DATASET EXTRACT below:

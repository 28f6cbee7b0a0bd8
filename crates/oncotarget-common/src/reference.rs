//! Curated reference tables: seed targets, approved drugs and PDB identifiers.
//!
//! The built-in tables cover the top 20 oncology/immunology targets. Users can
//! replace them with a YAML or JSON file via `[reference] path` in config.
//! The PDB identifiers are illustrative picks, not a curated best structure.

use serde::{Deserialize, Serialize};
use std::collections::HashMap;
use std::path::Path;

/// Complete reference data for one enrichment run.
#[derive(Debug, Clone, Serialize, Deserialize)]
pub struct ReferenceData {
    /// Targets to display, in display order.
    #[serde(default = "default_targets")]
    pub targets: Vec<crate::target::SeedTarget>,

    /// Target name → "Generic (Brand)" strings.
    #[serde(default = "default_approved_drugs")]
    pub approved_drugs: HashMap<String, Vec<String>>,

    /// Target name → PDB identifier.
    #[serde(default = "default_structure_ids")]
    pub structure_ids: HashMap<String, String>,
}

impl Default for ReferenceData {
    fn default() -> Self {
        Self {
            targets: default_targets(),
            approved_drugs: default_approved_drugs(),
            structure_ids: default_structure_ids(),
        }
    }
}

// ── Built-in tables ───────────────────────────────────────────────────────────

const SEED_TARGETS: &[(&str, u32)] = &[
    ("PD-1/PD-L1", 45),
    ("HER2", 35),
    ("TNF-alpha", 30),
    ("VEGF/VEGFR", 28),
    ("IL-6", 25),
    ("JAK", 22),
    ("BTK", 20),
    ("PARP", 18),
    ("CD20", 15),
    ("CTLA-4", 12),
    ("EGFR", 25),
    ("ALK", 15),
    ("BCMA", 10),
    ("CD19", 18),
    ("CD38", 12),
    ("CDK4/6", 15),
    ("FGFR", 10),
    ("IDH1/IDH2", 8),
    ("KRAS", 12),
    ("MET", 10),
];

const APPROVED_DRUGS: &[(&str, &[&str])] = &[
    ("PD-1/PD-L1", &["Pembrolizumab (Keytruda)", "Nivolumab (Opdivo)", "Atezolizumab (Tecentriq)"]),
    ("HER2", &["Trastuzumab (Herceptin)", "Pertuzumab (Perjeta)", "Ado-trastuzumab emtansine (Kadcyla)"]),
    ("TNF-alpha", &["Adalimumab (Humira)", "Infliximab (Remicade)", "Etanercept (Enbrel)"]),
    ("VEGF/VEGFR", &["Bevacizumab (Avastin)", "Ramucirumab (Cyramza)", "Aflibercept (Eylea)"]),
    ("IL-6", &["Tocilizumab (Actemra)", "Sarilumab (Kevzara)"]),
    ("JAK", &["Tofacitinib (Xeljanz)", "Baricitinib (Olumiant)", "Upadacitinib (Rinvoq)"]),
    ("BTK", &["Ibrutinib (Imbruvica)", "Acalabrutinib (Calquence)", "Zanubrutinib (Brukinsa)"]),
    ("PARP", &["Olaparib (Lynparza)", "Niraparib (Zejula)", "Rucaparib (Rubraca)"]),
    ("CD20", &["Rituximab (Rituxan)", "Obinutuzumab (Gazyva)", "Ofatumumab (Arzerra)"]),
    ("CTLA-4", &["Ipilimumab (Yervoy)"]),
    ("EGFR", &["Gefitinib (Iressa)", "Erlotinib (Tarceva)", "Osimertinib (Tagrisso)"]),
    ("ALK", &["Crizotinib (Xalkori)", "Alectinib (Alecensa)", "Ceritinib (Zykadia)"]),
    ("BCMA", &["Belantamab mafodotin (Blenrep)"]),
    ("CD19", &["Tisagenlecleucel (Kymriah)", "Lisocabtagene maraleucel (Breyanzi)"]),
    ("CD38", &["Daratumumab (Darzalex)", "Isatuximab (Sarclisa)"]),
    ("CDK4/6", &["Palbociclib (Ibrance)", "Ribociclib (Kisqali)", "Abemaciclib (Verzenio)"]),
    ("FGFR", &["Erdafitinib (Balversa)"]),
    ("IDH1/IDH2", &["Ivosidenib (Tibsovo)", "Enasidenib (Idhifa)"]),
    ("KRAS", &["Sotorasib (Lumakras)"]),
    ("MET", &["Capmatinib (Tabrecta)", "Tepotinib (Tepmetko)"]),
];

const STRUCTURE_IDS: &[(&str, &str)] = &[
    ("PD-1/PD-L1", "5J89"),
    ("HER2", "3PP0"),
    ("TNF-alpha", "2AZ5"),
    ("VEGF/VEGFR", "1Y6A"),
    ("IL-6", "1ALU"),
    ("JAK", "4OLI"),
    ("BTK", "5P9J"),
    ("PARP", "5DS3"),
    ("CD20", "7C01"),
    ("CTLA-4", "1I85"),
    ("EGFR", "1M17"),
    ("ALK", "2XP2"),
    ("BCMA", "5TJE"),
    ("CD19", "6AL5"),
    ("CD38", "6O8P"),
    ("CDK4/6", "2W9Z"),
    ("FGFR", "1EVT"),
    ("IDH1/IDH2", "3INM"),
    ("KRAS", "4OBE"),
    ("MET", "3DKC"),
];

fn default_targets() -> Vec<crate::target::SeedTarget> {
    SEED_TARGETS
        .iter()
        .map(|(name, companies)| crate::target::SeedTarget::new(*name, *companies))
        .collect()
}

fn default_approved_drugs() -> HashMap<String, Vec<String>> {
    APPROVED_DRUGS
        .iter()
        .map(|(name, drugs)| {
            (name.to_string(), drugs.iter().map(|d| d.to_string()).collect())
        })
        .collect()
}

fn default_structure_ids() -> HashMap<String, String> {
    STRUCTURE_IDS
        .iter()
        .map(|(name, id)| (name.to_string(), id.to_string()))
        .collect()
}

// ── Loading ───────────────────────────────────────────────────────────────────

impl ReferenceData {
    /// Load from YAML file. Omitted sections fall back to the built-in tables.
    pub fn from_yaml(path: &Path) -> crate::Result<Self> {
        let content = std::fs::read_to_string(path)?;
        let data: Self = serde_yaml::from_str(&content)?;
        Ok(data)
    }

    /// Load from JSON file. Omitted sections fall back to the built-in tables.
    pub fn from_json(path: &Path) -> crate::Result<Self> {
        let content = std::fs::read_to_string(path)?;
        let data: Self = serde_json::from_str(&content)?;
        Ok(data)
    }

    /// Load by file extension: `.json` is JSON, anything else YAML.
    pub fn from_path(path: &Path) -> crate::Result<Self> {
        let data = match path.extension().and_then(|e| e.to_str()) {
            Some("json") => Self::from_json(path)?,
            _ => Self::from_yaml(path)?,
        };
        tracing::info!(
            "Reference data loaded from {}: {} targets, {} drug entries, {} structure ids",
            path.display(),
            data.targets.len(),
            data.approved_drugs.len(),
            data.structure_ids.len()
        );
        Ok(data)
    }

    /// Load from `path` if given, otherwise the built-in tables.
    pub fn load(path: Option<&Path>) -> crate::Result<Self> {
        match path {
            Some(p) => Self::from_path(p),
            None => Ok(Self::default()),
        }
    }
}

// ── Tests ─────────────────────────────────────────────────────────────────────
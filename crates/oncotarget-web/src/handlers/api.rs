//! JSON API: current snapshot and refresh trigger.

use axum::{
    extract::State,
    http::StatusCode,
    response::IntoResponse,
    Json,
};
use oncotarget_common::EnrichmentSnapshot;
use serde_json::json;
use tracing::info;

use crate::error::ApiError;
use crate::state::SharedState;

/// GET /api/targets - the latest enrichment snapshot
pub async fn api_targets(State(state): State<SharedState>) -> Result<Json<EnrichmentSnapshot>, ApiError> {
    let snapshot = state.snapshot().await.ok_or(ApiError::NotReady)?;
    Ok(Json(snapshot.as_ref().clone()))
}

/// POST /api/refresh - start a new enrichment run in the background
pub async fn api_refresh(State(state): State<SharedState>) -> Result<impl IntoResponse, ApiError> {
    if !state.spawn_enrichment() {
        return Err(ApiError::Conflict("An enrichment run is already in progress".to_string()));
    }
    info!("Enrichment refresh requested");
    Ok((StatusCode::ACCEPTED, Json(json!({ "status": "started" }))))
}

End of DATASET EXTRACT.
DATASET EXTRACT below:

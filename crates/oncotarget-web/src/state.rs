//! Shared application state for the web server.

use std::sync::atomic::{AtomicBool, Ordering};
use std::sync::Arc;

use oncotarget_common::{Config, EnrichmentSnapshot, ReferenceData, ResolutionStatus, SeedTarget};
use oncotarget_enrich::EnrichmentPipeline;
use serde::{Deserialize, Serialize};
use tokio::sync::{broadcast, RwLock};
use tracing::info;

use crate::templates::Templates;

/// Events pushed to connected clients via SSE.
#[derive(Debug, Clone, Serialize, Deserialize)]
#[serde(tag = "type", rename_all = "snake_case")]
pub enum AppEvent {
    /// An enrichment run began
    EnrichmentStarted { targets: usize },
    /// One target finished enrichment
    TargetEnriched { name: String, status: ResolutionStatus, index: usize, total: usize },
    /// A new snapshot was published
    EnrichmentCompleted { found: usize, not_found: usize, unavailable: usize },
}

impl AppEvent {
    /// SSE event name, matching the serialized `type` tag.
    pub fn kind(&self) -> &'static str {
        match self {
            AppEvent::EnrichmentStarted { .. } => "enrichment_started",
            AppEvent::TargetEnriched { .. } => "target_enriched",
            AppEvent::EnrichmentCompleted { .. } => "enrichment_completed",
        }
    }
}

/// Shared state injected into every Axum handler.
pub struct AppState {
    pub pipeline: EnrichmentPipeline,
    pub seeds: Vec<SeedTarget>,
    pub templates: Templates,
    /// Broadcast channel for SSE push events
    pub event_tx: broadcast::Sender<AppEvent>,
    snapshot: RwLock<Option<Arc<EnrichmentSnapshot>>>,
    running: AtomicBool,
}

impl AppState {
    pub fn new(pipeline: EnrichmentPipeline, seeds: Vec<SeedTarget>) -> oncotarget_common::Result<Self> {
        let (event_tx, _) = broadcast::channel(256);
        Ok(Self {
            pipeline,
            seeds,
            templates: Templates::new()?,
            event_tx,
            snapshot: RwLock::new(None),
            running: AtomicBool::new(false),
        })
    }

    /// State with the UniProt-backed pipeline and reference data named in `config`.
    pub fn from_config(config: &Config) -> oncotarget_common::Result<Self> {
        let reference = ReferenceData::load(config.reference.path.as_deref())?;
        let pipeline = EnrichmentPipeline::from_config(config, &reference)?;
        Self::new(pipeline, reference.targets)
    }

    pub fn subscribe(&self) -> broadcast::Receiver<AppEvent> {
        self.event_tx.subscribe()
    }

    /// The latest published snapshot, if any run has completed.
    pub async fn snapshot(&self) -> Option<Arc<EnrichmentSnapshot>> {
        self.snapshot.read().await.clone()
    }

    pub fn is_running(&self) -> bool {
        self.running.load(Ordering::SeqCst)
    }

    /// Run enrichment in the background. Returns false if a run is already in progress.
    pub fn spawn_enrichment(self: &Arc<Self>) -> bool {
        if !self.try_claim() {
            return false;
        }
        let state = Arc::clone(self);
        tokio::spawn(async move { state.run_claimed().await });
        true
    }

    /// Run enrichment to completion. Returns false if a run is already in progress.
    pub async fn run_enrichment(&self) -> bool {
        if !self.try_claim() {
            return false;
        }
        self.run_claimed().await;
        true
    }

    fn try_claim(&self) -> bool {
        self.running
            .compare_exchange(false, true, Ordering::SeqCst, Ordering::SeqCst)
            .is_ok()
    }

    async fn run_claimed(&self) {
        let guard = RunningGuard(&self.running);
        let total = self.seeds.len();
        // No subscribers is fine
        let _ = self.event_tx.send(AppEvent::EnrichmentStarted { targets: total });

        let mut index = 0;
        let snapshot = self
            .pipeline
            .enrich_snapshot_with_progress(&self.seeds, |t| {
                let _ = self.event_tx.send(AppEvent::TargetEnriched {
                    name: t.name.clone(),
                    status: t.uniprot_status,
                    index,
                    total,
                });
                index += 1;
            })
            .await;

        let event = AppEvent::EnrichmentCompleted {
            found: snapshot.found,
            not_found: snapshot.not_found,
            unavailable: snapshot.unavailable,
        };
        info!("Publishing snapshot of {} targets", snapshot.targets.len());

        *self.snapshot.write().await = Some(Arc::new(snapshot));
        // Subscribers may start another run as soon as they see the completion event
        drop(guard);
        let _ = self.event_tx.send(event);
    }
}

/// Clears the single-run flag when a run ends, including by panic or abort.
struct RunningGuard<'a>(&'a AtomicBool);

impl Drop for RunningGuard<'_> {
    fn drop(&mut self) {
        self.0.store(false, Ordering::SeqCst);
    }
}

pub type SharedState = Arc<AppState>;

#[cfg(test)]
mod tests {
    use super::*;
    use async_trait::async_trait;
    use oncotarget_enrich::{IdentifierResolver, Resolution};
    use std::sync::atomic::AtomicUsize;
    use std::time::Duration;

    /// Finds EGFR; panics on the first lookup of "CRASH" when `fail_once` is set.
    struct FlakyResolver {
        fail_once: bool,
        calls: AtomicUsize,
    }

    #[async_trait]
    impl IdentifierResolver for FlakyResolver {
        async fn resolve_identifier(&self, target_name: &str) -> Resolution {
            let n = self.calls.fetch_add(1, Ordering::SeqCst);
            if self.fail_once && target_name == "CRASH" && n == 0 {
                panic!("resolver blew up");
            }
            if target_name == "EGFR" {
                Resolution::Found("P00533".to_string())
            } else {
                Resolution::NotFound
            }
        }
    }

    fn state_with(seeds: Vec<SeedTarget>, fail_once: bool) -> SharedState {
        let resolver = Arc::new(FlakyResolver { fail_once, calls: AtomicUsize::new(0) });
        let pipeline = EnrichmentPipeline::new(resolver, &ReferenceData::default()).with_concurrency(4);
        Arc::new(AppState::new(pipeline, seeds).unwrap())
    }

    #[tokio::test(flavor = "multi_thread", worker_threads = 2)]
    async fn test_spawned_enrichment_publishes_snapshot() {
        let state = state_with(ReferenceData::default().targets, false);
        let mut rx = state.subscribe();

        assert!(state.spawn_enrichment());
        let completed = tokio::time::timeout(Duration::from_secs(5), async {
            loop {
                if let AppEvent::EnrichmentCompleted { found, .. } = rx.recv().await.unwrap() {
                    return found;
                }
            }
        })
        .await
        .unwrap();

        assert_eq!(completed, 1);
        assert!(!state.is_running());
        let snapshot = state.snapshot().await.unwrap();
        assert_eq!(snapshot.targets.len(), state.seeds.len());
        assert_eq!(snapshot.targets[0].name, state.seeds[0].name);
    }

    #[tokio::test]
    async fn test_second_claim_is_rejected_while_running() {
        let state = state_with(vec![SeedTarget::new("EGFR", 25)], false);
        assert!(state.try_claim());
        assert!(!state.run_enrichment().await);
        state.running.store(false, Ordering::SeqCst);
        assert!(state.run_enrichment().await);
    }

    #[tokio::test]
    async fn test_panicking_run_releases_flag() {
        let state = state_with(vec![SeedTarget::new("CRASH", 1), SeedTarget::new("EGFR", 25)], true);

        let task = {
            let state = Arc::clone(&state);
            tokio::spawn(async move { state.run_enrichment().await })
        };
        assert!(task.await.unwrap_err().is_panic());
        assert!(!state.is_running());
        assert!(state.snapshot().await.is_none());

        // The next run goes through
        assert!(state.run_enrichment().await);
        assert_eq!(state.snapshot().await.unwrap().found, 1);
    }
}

End of DATASET EXTRACT.
DATASET EXTRACT below:

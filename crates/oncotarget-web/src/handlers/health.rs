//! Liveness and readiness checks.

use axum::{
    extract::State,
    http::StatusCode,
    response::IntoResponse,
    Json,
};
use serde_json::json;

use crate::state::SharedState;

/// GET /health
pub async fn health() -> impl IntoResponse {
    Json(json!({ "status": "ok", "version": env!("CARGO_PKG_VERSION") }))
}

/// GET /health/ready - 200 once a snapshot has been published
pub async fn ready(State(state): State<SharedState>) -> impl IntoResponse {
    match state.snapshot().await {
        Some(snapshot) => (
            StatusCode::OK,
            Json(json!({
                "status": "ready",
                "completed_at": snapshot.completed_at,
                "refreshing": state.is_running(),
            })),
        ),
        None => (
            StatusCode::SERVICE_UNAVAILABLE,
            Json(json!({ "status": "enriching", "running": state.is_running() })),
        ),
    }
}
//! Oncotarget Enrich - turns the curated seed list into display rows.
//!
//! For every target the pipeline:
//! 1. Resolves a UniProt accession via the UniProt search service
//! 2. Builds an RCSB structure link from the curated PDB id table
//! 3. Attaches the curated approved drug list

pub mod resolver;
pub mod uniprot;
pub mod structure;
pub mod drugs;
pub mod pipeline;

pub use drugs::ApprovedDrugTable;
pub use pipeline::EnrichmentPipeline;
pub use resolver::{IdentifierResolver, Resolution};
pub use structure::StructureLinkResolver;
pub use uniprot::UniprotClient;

End of DATASET EXTRACT.

PROMPT: Pick out and copy the lines of the entries that hold the string "Some".

RESPONSE TO THE EXERCISE:
            Some("json") => Self::from_json(path)?,
            Some(p) => Self::from_path(p),
        *self.snapshot.write().await = Some(Arc::new(snapshot));
        Some(snapshot) => (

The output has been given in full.